Depuis le 25 novembre et l'annonce du moratoire du remboursement de la dette de deux sociétés phares, Dubai World et Nakheel, le rêve dubaïrote s'est transformé en cauchemar pour la City. La Financial Services Authority, la tutelle des marchés financiers d'outre-Manche, a demandé d'urgence aux banques sous sa supervision l'ampleur de leurs financements du boom immobilier dubaïrote. Les grandes banques, Standard Chartered et HSBC, ainsi que la Royal Bank of Scotland ont massivement prêté aux promoteurs immobiliers pour faire sortir de terre les gratte-ciel comme des champignons après la pluie. Les expatriés sont, de nos jours, dans leurs petits souliers, pas tranquilles pour un dinar.
Pour une surprise, la faillite de Dubaï en est une. Amère pour les uns.
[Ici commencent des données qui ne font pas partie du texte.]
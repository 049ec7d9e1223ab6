//! Schema for Gregory snapshot databases.
//!
//! Migrations are applied in order when a snapshot is opened for writing.

pub(crate) struct Migration {
    pub version: u32,
    pub description: &'static str,
    pub sql: &'static str,
}

/// All migrations, in ascending version order.
pub(crate) fn all_migrations() -> Vec<Migration> {
    vec![Migration {
        version: 1,
        description: "Initial schema: sources, articles, trials, authors, team categories",
        sql: r#"
CREATE TABLE IF NOT EXISTS schema_migrations (
    version    INTEGER PRIMARY KEY,
    applied_at TEXT NOT NULL DEFAULT (datetime('now'))
);

CREATE TABLE IF NOT EXISTS sources (
    source_id  INTEGER PRIMARY KEY,
    name       TEXT,
    link       TEXT,
    language   TEXT,
    source_for TEXT,
    subject_id INTEGER
);

-- Dates are stored as text (ISO-8601) or integer epoch milliseconds.
CREATE TABLE IF NOT EXISTS articles (
    article_id      INTEGER PRIMARY KEY,
    title           TEXT,
    summary         TEXT,
    link            TEXT,
    published_date,
    discovery_date,
    source_id       INTEGER REFERENCES sources(source_id),
    publisher       TEXT,
    container_title TEXT,
    relevant        INTEGER,
    doi             TEXT,
    access          TEXT,
    takeaways       TEXT
);

CREATE TABLE IF NOT EXISTS trials (
    trial_id       INTEGER PRIMARY KEY,
    discovery_date,
    title          TEXT,
    summary        TEXT,
    link           TEXT,
    published_date,
    source_id      INTEGER REFERENCES sources(source_id),
    relevant       INTEGER
);

CREATE TABLE IF NOT EXISTS authors (
    author_id   INTEGER PRIMARY KEY,
    given_name  TEXT,
    family_name TEXT
);

CREATE TABLE IF NOT EXISTS articles_authors (
    article_id INTEGER NOT NULL REFERENCES articles(article_id) ON DELETE CASCADE,
    author_id  INTEGER NOT NULL REFERENCES authors(author_id) ON DELETE CASCADE,
    PRIMARY KEY (article_id, author_id)
);

CREATE TABLE IF NOT EXISTS team_categories (
    category_id          INTEGER PRIMARY KEY,
    category_name        TEXT,
    category_description TEXT,
    category_terms       TEXT
);

CREATE TABLE IF NOT EXISTS articles_team_categories (
    article_id  INTEGER NOT NULL REFERENCES articles(article_id) ON DELETE CASCADE,
    category_id INTEGER NOT NULL REFERENCES team_categories(category_id) ON DELETE CASCADE,
    PRIMARY KEY (article_id, category_id)
);

CREATE INDEX IF NOT EXISTS idx_articles_source ON articles(source_id);
CREATE INDEX IF NOT EXISTS idx_trials_source ON trials(source_id);
CREATE INDEX IF NOT EXISTS idx_articles_authors_author ON articles_authors(author_id);
CREATE INDEX IF NOT EXISTS idx_articles_categories_category ON articles_team_categories(category_id);

INSERT INTO schema_migrations (version) VALUES (1);
"#,
    }]
}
Divine pour d'autres. Les agences immobilières de luxe londoniennes se frottent les mains. Dans la capitale britannique, à travers l'un de ses fonds souverains, Isthithmar, Dubaï possède d'impressionnants buildings qui marquent dans la pierre l'empreinte de l'ex-empire, notamment à Trafalgar Square ou sur le Strand.
"Si l'émirat doit vendre pour rembourser ses créanciers, cela va augmenter l'offre qui est aujourd'hui très faible alors que la demande de biens haut de gamme, encouragée par la livre basse et le niveau peu élevé des taux d'intérêt est soutenue", se félicite Chris De Pury, associé de l'agence Berwin Leight.
L'émirat est aussi l'un des principaux actionnaires de la Bourse de Londres, de la banque Standard Chartered, du Musée de cire Madame Tussauds, de la grande roue London Eye et de la chaîne hôtelière Travelodge.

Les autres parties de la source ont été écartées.